[WORKING DATA]:

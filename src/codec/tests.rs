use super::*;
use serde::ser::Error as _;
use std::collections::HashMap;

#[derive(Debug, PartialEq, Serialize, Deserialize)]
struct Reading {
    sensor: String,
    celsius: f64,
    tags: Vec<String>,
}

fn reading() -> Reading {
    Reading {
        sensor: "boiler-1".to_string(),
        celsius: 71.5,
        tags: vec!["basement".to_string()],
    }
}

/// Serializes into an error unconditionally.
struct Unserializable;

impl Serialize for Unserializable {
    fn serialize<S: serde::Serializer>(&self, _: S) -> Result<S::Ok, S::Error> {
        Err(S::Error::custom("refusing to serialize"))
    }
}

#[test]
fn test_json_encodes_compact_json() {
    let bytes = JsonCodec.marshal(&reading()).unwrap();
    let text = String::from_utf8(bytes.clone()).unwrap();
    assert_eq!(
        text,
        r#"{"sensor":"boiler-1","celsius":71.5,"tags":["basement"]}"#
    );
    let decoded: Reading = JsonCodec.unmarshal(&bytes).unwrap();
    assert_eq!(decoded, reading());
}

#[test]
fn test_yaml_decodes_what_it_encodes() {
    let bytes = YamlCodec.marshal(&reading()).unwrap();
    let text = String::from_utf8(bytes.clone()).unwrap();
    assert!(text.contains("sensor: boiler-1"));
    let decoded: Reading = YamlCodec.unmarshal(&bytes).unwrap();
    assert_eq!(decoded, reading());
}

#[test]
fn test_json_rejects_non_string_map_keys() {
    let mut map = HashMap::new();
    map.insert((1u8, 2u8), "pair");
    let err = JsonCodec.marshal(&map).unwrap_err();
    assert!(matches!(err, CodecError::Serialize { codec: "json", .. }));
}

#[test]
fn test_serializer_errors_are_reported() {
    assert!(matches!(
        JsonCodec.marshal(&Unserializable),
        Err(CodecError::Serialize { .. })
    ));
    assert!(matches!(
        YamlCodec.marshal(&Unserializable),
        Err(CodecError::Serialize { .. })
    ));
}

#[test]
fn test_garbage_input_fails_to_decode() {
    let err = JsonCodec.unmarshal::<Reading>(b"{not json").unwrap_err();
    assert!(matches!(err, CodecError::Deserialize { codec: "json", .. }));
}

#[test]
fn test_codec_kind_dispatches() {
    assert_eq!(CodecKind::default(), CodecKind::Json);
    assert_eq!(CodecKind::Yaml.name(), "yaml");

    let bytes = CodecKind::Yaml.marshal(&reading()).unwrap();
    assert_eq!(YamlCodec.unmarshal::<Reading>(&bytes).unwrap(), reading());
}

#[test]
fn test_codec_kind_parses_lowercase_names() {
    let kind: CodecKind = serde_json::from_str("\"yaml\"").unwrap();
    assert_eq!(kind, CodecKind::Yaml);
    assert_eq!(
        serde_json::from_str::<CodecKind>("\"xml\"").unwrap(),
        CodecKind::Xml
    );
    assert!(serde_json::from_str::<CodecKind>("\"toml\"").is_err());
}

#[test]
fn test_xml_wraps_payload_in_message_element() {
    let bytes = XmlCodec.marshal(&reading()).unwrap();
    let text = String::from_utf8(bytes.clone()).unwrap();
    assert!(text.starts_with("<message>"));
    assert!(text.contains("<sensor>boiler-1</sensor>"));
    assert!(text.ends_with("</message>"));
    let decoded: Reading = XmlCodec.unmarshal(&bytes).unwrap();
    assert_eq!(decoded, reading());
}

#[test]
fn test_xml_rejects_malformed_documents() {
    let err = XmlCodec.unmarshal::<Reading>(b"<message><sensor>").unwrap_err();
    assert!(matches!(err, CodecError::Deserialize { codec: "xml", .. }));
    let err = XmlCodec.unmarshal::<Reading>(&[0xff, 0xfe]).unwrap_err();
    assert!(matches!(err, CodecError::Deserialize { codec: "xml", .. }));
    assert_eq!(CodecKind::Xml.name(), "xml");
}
==
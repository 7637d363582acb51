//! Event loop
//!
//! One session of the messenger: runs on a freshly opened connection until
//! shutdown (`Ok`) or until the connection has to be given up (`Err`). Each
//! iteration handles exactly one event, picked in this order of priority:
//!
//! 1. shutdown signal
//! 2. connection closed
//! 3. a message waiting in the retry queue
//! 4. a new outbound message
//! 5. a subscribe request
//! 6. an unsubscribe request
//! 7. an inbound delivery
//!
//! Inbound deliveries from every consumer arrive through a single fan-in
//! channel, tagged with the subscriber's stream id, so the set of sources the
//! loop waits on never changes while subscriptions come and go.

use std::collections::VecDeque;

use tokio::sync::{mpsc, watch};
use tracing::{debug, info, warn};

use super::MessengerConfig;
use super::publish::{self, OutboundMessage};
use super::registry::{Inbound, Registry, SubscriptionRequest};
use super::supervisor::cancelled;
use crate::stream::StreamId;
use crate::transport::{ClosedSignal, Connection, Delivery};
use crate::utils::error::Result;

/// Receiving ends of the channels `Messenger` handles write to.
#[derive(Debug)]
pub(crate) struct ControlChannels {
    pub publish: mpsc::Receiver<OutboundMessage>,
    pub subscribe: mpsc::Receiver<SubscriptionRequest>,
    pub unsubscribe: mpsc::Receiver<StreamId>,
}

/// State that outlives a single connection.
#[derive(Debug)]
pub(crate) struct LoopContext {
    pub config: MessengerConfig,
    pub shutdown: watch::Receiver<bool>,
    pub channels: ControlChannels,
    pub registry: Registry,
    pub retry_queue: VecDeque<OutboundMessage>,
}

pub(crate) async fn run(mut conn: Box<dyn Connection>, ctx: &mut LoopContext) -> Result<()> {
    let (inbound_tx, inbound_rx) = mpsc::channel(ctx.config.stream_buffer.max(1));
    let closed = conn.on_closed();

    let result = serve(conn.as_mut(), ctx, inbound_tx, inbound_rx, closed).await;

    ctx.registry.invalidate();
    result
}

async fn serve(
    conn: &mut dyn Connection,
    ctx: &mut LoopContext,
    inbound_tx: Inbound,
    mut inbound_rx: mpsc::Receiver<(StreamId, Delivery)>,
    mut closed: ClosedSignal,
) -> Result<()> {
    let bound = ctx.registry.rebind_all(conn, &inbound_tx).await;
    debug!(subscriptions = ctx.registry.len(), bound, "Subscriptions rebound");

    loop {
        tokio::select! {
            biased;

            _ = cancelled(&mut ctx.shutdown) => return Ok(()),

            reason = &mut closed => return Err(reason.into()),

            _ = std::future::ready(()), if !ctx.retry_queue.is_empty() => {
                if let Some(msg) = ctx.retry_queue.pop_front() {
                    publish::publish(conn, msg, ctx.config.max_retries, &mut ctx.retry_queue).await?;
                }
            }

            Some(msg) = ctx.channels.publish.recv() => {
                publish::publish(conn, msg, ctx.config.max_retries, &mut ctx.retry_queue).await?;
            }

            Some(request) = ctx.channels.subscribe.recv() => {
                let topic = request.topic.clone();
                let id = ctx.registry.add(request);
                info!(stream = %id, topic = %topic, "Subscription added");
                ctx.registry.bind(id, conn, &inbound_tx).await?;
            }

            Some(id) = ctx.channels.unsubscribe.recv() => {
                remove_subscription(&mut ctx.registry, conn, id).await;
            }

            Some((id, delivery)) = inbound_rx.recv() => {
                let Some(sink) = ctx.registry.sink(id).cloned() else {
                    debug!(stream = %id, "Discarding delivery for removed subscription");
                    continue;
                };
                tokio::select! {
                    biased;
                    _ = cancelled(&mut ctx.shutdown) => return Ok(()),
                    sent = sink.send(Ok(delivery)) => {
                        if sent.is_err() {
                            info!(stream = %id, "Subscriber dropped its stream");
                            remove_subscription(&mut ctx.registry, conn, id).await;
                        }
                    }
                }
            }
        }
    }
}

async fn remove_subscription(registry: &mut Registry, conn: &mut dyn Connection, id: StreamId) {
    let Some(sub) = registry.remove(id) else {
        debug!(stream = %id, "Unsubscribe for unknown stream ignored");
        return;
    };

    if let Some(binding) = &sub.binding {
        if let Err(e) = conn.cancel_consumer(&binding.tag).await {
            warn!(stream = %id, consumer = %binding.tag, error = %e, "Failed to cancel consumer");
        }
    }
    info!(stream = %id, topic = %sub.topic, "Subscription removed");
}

[TASK PROMPT]: Tally the lines of the records that contain the word "ClosedSignal", then give only the tally.

[SOLUTION TO THIS EXERCISE]: 2